Revisit the Golden Age of NYC DIY filmmaking with this extraordinary three-week series.

Advertising

Studios may have moved the locus of American film production from New York to sunny SoCal during the medium’s infancy, but far from the maddening executives ensconced on Los Angeles lots, disparate NYC filmmakers were still doing their own off-the-grid thing. You wouldn’t necessarily think of the odds-and-sods groups that made independent films here from the ’50s through the early ’70s as being part of a collective movement. But that’s exactly the thesis behind Film Forum’s “New Yawk New Wave,” which groups together John Cassavetes and Andy Warhol, Direct Cinema and the New American Cinema, underground filmmakers and future big-time movie brats under one catch-all umbrella. What emerges from cumulatively viewing the program’s 35 features and dozen shorts suggests these satellite factions were, in fact, all inadvertently contributing to a Gothamized cinematic counterculture equivalent to the upheavals happening elsewhere.

“It started with a conversation about the French New Wave, actually,” says J. Hoberman, the former Village Voice film critic who helped shape the idea for the series. “I was talking to Bruce Goldstein [Film Forum’s director of repertory programming] about the fact that Francois Truffaut credited Morris Engel’s The Little Fugitive (1953) for inspiring the nouvelle vague. Then it occurred to me: If you view Fugitive as a founding work and Mean Streets (1973; screening Jan 30–31) as the culmination of a certain ethos, you can trace a line through 20 years of New York independent filmmaking created in opposition to a certain tendency of Hollywood slickness.
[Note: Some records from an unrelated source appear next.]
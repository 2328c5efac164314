// ABOUTME: SyncPlay settings accessor over a key-value store
// ABOUTME: Namespaced keys, typed getters with defaults, and change notification on write

use std::sync::Arc;
use syncplay_storage::{KeyValueStore, StorageResult};
use tracing::debug;

use crate::events::{ChangeListeners, SubscriptionHandle};
use crate::parse::{parse_bool, parse_float_prefix};
use crate::types::SettingChange;

/// Prefix of every stored settings key
pub const SETTINGS_PREFIX: &str = "syncPlay";

/// Storage key for the setting `name` (`syncPlay-<name>`)
pub fn key_for(name: &str) -> String {
    format!("{}-{}", SETTINGS_PREFIX, name)
}

/// Settings accessor for the SyncPlay client.
///
/// Construct one at startup and hand it to whatever needs settings. It keeps
/// no values of its own; every read goes to the underlying store. Storage
/// errors are returned as-is.
#[derive(Clone)]
pub struct SettingsStore {
    storage: Arc<dyn KeyValueStore>,
    listeners: ChangeListeners,
}

impl SettingsStore {
    pub fn new(storage: Arc<dyn KeyValueStore>) -> Self {
        Self {
            storage,
            listeners: ChangeListeners::new(),
        }
    }

    pub fn storage(&self) -> &Arc<dyn KeyValueStore> {
        &self.storage
    }

    pub fn key_for(&self, name: &str) -> String {
        key_for(name)
    }

    /// Raw stored value, `None` if the setting was never written
    pub fn get(&self, name: &str) -> StorageResult<Option<String>> {
        self.storage.get_item(&key_for(name))
    }

    /// Writes a setting and notifies listeners if the stored value changed.
    ///
    /// The value is read back after writing, so listeners see what the store
    /// actually kept.
    pub fn set(&self, name: &str, value: &str) -> StorageResult<()> {
        let old_value = self.get(name)?;
        self.storage.set_item(&key_for(name), value)?;
        let new_value = self.get(name)?;

        if new_value != old_value {
            self.listeners.notify(&SettingChange {
                name: name.to_string(),
                new_value: new_value.clone(),
                old_value: old_value.clone(),
            });
        }

        debug!(
            "SyncPlay settings set: '{}' from '{}' to '{}'",
            name,
            old_value.as_deref().unwrap_or("null"),
            new_value.as_deref().unwrap_or("null")
        );

        Ok(())
    }

    /// `"true"` and `"false"` map to their booleans; anything else, including
    /// a missing value, yields `default_value`.
    pub fn get_bool(&self, name: &str, default_value: bool) -> StorageResult<bool> {
        let value = self.get(name)?;
        Ok(value.as_deref().and_then(parse_bool).unwrap_or(default_value))
    }

    pub fn get_bool_or_false(&self, name: &str) -> StorageResult<bool> {
        self.get_bool(name, false)
    }

    /// Parses the leading number of the stored value, so `"3.5abc"` reads as
    /// 3.5. Missing, empty, or non-numeric values yield `default_value`.
    pub fn get_float(&self, name: &str, default_value: f64) -> StorageResult<f64> {
        let value = self.get(name)?;
        Ok(match value.as_deref() {
            None | Some("") => default_value,
            Some(raw) => parse_float_prefix(raw).unwrap_or(default_value),
        })
    }

    pub fn get_float_or_zero(&self, name: &str) -> StorageResult<f64> {
        self.get_float(name, 0.0)
    }

    /// Calls `listener` whenever the stored value of `name` changes
    pub fn subscribe<F>(&self, name: &str, listener: F) -> SubscriptionHandle
    where
        F: Fn(&SettingChange) + Send + Sync + 'static,
    {
        self.listeners.subscribe(name, listener)
    }

    /// Calls `listener` whenever any setting changes
    pub fn subscribe_all<F>(&self, listener: F) -> SubscriptionHandle
    where
        F: Fn(&SettingChange) + Send + Sync + 'static,
    {
        self.listeners.subscribe_all(listener)
    }

    pub fn listener_count(&self) -> usize {
        self.listeners.len()
    }
}

impl std::fmt::Debug for SettingsStore {
    fn fmt(&self, f: &mut std::fmt::Formatter<'_>) -> std::fmt::Result {
        f.debug_struct("SettingsStore")
            .field("listeners", &self.listeners)
            .finish_non_exhaustive()
    }
}

#[cfg(test)]
mod tests {
    use super::*;
    use std::sync::Mutex;
    use syncplay_storage::MemoryStore;

    fn memory_settings() -> SettingsStore {
        SettingsStore::new(Arc::new(MemoryStore::new()))
    }

    #[test]
    fn test_key_for_prefixes_name() {
        assert_eq!(key_for("enabled"), "syncPlay-enabled");
        assert_eq!(key_for(""), "syncPlay-");
        assert_eq!(
            memory_settings().key_for("enableSyncPlayButton"),
            "syncPlay-enableSyncPlayButton"
        );
    }

    #[test]
    fn test_set_writes_namespaced_key() {
        let storage = Arc::new(MemoryStore::new());
        let settings = SettingsStore::new(storage.clone());

        settings.set("enabled", "true").unwrap();

        assert_eq!(
            storage.get_item("syncPlay-enabled").unwrap(),
            Some("true".to_string())
        );
        assert_eq!(storage.get_item("enabled").unwrap(), None);
    }

    #[test]
    fn test_get_missing_is_none() {
        assert_eq!(memory_settings().get("missing").unwrap(), None);
    }

    #[test]
    fn test_unchanged_value_does_not_notify() {
        let settings = memory_settings();
        let count = Arc::new(Mutex::new(0));

        let counter = Arc::clone(&count);
        let _handle = settings.subscribe("speed", move |_| *counter.lock().unwrap() += 1);

        settings.set("speed", "1").unwrap();
        settings.set("speed", "1").unwrap();
        settings.set("speed", "2").unwrap();

        assert_eq!(*count.lock().unwrap(), 2);
    }

    #[test]
    fn test_clones_share_listeners() {
        let settings = memory_settings();
        let clone = settings.clone();
        let _handle = settings.subscribe_all(|_| {});

        assert_eq!(clone.listener_count(), 1);
    }
}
That was our new wave, and we never realized it!”

Between the twin poles of Engel’s Coney Island travelogue, which will get a weeklong revival following the series, and Scorsese’s tribute to Little Italy thug life, NYNW covers a wide expanse of celluloid waterfront ranging from socially conscious to outright silly. The usual suspects put in appearances—avant-garde classics like “Scorpio Rising” (Jan 25) and the ode to beatnik life “Pull My Daisy” (Sat 12) are accounted for, and where would Amerindies, much less NYC filmmaking, be without Cassavetes's 1959 shot across the bow, Shadows (Sat 12)?

But it’s some of the lesser-known entries here that help connect the dots between DIY New Yawk and the nouvelle vague. You don’t get a more blatant example of cross-cultural foreign exchange than Hallelujah the Hills (Jan 24), Adolfas Mekas’s 1963 answer to Franco anarchy that combines silent-comedy slapstick, bizarre love triangles, a dance-off on a cliff and a clip from Griffith’s Way Down East into one nutso absurdist tangent. The influence of late Godard shows up in many of the leftist-radicalist run-and-gun productions here (see Robert Kramer’s paranoid android of an Alphaville riff, Ice, screening Jan 24–25). Only Mekas’s comedy, however, captures the early free-form spirit of the New Waver and namechecks Breathless to boot.

The sunglassed messiah himself shows up in 1PM (Jan 22), enlisting D.A. Pennebaker and Richard Leacock to help him chronicle a who’s who of political firebrands circa 1969. The project ultimately fell apart; what the two documentarians concocted out of the abandoned footage and behind-the-scenes snippets, however, is far more fascinating than a talking-heads survey. Long-winded tirades from Tom Hayden and Eldridge Cleaver share screen time with series MVP Rip Torn staging a performance-art reading in an Indian headdress, while Godard seems to be drowning under the weight of his own half-formed notions of revolution. It’s a glorious time capsule—of late ’60s you-are-there filmmaking, of a politically fraught moment, and of an era’s iconoclastic hero losing the thread and his marbles.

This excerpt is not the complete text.